Summarizing Boyer’s work would require a book in itself, but a few of his points struck me as particularly apt to today’s struggle between religion and society. At one point (140) Boyer demonstrates that doctrine is not nearly as important to religions as most specialists assert. In fact, most regular adherents to a religion misunderstand the doctrine to which they give lip service. After having spent too many years in a doctrinally ossified seminary, reading Boyer’s analysis was like liberation at this juncture. As Boyer points out later (282) Christian doctrine emerged in the conflicted environment of revolutionary movements with differing ideas as to what a messiah was. Only after the situation became too complex did one group decide that councils were necessary to decide what they in fact believed. Not really an inspiring story for those who wish to claim absolute certitude about their belief structure! Boyer also draws from other religions around the world to support his case.

Having stated that, Boyer does not attempt to destroy religion, but to explain it. The very premise itself will obviously strike many as blasphemous, but religion, like all human practices, can be studied with a scientific outlook. Accessing anthropological studies and neurological analyses, and the battery of tools provided by decades of psychological and sociological research, Boyer’s portrait is lifelike and believable. Religion developed as an amalgamation of human survival strategies that synchronized into a relatively consistent system that helped to explain a confusing world. If I had read Religion Explained when I was in college, my lifelong religionist enterprise might have turned out rather differently.

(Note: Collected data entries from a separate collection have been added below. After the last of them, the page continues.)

//! Shared per-file parse scaffolding.
//!
//! Every language parser runs the same sequence: seed the file element,
//! honor cancellation, obtain a tree, walk it, then fold over the detector
//! banks. Each extraction stage and each detector runs behind its own
//! unwind boundary so one failure never discards sibling output.

use std::panic::{catch_unwind, AssertUnwindSafe};

use serde_json::Value;
use sha2::{Digest, Sha256};
use tokio_util::sync::CancellationToken;
use tree_sitter::Tree;

use crate::detectors::{DetectionContext, DetectorBank};
use crate::error::ParseError;
use crate::model::{CodeElement, ElementKind, ParseResult};

/// State for one parse pass over one file.
pub struct ParseSession<'a> {
    pub path: &'a str,
    pub content: &'a str,
    pub context: String,
    pub result: ParseResult,
}

impl<'a> ParseSession<'a> {
    /// Start a pass with the file element pre-seeded.
    pub fn begin(path: &'a str, content: &'a str, context: String, language: &str) -> Self {
        let mut result = ParseResult::new(path);
        result.add_element(file_element(path, content, &context, language));
        Self {
            path,
            content,
            context,
            result,
        }
    }

    /// Record a cancellation error and report whether the caller should stop.
    pub fn cancelled(&mut self, cancel: &CancellationToken) -> bool {
        if cancel.is_cancelled() {
            self.result
                .add_error(ParseError::Cancelled(self.path.to_string()));
            return true;
        }
        false
    }

    pub fn fail(&mut self, error: ParseError) {
        tracing::debug!(path = self.path, error = %error, "parse step failed");
        self.result.add_error(error);
    }

    /// Run one extraction stage. A panic is recorded as an error; whatever
    /// the stage added before failing is kept.
    pub fn extract<F>(&mut self, stage: &str, f: F)
    where
        F: FnOnce(&mut ParseResult),
    {
        let result = &mut self.result;
        if let Err(payload) = catch_unwind(AssertUnwindSafe(|| f(result))) {
            let message = payload
                .downcast_ref::<&str>()
                .map(|s| s.to_string())
                .or_else(|| payload.downcast_ref::<String>().cloned())
                .unwrap_or_else(|| "unknown panic".to_string());
            tracing::warn!(path = self.path, stage, error = %message, "extraction failed");
            self.result
                .add_error(ParseError::Provider(format!("{} extraction failed: {}", stage, message)));
        }
    }

    /// Mark the file element as containing syntax errors.
    pub fn flag_syntax_errors(&mut self, first_line: usize) {
        if let Some(file) = self.result.file_element_mut() {
            file.metadata
                .insert("has_syntax_errors".to_string(), Value::Bool(true));
            file.metadata
                .insert("first_error_line".to_string(), Value::from(first_line));
        }
    }

    /// Run every bank over the same source, tree and document.
    pub fn detect(
        &mut self,
        banks: &[DetectorBank],
        tree: Option<&Tree>,
        document: Option<&Value>,
        snippet_lines: usize,
    ) {
        let mut ctx = DetectionContext::new(self.path, &self.context, self.content)
            .with_snippet_lines(snippet_lines);
        ctx.tree = tree;
        ctx.document = document;

        for bank in banks {
            let output = bank.run(&ctx);
            tracing::trace!(
                path = self.path,
                bank = bank.name(),
                patterns = output.patterns.len(),
                "bank finished"
            );
            self.result.add_patterns(output.patterns);
            for error in output.errors {
                self.result.add_error(error);
            }
        }
    }

    pub fn finish(self) -> ParseResult {
        tracing::debug!(
            path = self.path,
            elements = self.result.elements.len(),
            relationships = self.result.relationships.len(),
            patterns = self.result.patterns.len(),
            errors = self.result.errors().len(),
            "parsed file"
        );
        self.result
    }
}

/// The file-level element every structured parse starts from.
pub fn file_element(path: &str, content: &str, context: &str, language: &str) -> CodeElement {
    CodeElement::new(ElementKind::File, path, path, context)
        .with_content(content)
        .with_tag(language.to_ascii_lowercase())
        .with_metadata("language", language)
        .with_metadata("content_hash", content_hash(content))
        .with_metadata("line_count", content.lines().count())
}

/// SHA-256 of the content, hex encoded.
pub fn content_hash(content: &str) -> String {
    hex::encode(Sha256::digest(content.as_bytes()))
}

#[cfg(test)]
mod tests {
    use super::*;

    #[test]
    fn test_file_element_is_seeded() {
        let session = ParseSession::begin("a/b.cs", "class A {}\n", "a".to_string(), "C#");
        let result = session.finish();
        let file = result.file_element().unwrap();
        assert_eq!(file.name, "a/b.cs");
        assert_eq!(file.metadata["line_count"], 1);
        assert_eq!(file.metadata["content_hash"].as_str().unwrap().len(), 64);
        assert!(file.has_tag("c#"));
    }

    #[test]
    fn test_extract_keeps_partial_output() {
        let mut session = ParseSession::begin("a.cs", "", "a".to_string(), "C#");
        session.extract("walk", |result| {
            result.add_error("first");
            panic!("walker bug");
        });
        let result = session.finish();
        assert_eq!(result.errors().len(), 2);
        assert!(result.errors()[1].contains("walker bug"));
        assert_eq!(result.elements.len(), 1);
    }

    #[test]
    fn test_cancelled() {
        let cancel = CancellationToken::new();
        let mut session = ParseSession::begin("a.cs", "", "a".to_string(), "C#");
        assert!(!session.cancelled(&cancel));
        cancel.cancel();
        assert!(session.cancelled(&cancel));
        assert!(!session.finish().success());
    }

    #[test]
    fn test_content_hash_is_stable() {
        assert_eq!(content_hash("abc"), content_hash("abc"));
        assert_ne!(content_hash("abc"), content_hash("abd"));
    }
}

4 thoughts on “Explaining Religion

  1. Pingback: Biblioblog Top 50 – December 2010 « The Biblioblog Top 50

  2. Glad you enjoyed his work!
    It is ironic that “explaining religion” while not set on destroying it, does take away its power — as you tell us. But, on the other hand, as we understand the deep workings of the mind and why it forms religion we can perhaps use this information to better understand our worlds and our happiness.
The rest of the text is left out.